- _Records supplied_
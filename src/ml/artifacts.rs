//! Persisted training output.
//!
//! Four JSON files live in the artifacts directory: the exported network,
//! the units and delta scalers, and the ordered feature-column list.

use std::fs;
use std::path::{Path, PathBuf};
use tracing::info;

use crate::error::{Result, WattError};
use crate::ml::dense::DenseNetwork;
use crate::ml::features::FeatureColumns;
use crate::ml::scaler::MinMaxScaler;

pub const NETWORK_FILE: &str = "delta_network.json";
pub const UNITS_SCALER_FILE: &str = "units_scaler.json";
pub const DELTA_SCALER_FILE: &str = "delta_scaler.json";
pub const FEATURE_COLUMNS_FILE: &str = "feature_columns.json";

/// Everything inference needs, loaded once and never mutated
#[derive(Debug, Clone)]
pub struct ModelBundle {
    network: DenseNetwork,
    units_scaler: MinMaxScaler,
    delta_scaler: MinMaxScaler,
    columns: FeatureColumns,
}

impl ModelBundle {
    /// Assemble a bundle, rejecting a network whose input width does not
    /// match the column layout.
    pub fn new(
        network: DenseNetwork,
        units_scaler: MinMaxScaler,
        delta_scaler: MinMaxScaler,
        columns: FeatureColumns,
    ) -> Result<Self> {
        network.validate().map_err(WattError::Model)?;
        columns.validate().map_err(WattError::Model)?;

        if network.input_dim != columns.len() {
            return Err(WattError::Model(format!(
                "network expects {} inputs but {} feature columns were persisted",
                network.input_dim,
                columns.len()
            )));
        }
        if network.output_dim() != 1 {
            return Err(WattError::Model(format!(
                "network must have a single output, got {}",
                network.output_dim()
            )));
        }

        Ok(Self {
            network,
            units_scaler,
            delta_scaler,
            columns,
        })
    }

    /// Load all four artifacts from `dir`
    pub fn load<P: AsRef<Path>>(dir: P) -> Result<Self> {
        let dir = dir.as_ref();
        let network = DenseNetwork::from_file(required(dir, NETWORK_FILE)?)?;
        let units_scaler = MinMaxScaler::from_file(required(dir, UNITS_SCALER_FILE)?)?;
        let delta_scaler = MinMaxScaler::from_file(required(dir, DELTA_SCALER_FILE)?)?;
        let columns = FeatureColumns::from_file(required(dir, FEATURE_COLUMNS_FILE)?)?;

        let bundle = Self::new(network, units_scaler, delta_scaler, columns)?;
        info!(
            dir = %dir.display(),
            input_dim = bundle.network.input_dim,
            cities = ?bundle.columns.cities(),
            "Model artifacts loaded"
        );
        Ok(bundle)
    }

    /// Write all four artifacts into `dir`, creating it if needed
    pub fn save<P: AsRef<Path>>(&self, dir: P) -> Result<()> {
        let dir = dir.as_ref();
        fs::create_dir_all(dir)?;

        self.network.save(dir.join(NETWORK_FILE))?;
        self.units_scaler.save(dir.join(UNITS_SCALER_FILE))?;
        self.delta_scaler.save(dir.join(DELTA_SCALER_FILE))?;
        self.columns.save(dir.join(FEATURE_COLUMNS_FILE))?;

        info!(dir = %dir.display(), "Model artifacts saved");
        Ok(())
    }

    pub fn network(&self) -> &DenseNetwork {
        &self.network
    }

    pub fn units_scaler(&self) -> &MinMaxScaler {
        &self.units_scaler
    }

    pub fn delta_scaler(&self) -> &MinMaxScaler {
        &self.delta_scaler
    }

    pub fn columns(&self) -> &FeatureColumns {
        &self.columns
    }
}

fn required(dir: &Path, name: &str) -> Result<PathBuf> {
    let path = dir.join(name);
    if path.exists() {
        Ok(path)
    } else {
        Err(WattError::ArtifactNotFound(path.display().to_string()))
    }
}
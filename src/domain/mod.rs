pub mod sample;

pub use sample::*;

- _Problem requirements_
In the records above, each line with the string "AsRef" should be copied.

- _Output below_
    pub fn load<P: AsRef<Path>>(dir: P) -> Result<Self> {
    pub fn save<P: AsRef<Path>>(&self, dir: P) -> Result<()> {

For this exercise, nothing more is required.